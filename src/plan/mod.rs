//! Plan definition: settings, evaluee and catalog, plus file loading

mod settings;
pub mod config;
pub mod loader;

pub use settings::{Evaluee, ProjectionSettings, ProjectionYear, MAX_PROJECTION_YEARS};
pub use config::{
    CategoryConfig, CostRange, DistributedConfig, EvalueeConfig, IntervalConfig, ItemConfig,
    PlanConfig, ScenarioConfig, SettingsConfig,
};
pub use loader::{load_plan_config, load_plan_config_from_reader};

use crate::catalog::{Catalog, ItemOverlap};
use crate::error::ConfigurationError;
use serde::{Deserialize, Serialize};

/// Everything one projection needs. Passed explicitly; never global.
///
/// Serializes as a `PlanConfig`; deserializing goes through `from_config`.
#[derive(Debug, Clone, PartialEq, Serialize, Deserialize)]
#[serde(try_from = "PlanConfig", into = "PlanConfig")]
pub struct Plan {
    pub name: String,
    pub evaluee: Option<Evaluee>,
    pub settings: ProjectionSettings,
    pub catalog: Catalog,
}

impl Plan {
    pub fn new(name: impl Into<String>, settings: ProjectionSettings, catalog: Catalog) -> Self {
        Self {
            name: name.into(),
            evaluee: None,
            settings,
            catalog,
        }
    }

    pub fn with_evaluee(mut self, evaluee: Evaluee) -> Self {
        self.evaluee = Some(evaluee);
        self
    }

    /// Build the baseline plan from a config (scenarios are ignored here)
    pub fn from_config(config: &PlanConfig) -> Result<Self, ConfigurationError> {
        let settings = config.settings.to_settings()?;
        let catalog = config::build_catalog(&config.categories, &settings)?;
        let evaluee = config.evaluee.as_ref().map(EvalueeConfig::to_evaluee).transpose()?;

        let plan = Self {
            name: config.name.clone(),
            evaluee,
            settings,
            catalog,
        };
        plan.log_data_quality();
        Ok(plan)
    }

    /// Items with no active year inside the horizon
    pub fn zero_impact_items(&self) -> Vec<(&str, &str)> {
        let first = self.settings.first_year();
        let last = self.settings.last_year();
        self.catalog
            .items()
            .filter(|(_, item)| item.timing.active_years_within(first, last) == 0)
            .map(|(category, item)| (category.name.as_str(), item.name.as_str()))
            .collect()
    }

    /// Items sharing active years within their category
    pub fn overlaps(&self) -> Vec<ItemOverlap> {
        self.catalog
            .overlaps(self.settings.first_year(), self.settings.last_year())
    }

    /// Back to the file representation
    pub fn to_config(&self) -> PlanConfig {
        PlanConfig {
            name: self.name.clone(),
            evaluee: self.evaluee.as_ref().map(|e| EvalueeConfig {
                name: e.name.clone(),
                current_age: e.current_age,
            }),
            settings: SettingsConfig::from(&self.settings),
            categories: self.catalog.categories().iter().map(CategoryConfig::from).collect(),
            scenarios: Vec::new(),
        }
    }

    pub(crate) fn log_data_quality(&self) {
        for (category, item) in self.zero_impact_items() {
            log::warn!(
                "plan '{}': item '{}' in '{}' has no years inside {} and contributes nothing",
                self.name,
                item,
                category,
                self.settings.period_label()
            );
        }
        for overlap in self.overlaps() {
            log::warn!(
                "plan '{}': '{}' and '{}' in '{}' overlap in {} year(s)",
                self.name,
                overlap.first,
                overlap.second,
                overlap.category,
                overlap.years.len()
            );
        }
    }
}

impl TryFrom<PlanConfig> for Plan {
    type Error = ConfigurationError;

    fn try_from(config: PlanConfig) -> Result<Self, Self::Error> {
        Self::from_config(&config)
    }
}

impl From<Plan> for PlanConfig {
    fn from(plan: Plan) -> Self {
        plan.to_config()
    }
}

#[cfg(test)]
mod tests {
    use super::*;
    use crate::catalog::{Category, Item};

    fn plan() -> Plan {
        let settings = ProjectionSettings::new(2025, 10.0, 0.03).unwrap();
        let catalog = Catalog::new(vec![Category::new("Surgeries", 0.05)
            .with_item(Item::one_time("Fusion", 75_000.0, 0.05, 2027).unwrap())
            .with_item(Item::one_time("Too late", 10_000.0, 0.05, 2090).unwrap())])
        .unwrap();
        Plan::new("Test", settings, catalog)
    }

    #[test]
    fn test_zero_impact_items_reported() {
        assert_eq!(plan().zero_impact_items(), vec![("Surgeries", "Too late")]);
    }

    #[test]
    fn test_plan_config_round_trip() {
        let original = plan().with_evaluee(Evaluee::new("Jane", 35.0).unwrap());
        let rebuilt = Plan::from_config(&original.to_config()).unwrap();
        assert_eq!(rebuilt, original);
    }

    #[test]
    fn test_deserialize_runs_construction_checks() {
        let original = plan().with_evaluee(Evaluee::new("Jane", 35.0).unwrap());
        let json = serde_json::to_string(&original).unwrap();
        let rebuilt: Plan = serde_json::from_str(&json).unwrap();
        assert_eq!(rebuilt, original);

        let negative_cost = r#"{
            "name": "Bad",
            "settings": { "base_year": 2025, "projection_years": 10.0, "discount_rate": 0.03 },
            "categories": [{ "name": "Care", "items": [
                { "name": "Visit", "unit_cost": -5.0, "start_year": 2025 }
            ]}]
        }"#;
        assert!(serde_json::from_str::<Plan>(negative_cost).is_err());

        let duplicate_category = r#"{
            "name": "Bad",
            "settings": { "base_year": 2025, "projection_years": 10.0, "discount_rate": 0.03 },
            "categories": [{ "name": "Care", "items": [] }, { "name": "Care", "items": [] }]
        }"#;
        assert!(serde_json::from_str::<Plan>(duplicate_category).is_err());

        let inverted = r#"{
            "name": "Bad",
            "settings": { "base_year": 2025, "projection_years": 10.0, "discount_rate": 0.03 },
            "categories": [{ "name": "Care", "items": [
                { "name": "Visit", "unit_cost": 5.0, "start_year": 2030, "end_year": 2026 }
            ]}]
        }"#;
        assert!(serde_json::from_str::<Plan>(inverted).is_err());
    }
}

---

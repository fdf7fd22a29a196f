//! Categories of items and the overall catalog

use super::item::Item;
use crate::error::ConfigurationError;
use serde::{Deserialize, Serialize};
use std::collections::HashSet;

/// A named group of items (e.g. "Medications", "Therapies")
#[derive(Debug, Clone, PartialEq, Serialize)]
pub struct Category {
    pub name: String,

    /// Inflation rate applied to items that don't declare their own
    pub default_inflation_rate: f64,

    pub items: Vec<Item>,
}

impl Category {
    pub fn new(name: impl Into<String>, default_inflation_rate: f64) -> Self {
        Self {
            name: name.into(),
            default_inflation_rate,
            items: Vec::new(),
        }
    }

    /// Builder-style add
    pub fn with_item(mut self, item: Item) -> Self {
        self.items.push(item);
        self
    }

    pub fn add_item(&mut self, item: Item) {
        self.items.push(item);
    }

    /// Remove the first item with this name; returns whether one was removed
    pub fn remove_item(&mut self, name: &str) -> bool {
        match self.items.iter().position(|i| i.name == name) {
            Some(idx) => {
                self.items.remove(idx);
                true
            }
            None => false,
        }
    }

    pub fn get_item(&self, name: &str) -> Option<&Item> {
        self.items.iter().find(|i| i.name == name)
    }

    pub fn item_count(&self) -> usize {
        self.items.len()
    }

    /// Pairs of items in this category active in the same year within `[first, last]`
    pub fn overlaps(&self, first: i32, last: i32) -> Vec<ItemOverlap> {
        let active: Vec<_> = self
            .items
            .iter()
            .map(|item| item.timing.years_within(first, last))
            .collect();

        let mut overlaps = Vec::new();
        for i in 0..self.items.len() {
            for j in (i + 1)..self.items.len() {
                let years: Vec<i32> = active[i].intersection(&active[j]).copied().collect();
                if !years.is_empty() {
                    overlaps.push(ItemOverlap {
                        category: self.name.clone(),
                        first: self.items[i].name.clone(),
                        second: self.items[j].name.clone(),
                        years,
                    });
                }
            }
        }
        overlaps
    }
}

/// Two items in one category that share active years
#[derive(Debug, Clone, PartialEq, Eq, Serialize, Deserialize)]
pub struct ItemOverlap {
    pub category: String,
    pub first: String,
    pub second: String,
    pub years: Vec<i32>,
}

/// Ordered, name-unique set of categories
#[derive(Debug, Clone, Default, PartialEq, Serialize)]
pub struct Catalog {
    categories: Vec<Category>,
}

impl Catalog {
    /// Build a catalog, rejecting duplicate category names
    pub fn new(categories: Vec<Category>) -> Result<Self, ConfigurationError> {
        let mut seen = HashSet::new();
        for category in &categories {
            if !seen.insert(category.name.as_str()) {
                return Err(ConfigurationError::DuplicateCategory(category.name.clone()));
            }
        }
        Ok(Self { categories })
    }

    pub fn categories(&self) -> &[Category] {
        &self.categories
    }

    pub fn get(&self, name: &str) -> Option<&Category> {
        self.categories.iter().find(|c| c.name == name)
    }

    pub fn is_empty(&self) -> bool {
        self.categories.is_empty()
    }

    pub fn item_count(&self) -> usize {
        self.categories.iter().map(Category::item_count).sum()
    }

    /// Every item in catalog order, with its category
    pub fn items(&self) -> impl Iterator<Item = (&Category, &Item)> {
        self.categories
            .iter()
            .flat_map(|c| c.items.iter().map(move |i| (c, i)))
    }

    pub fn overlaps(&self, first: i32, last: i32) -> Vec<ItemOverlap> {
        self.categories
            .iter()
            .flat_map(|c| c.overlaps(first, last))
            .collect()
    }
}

Task prompt | Copy out each line of the data in which the word "this" appears.

Final answer |
    /// Remove the first item with this name; returns whether one was removed
    /// Pairs of items in this category active in the same year within `[first, last]`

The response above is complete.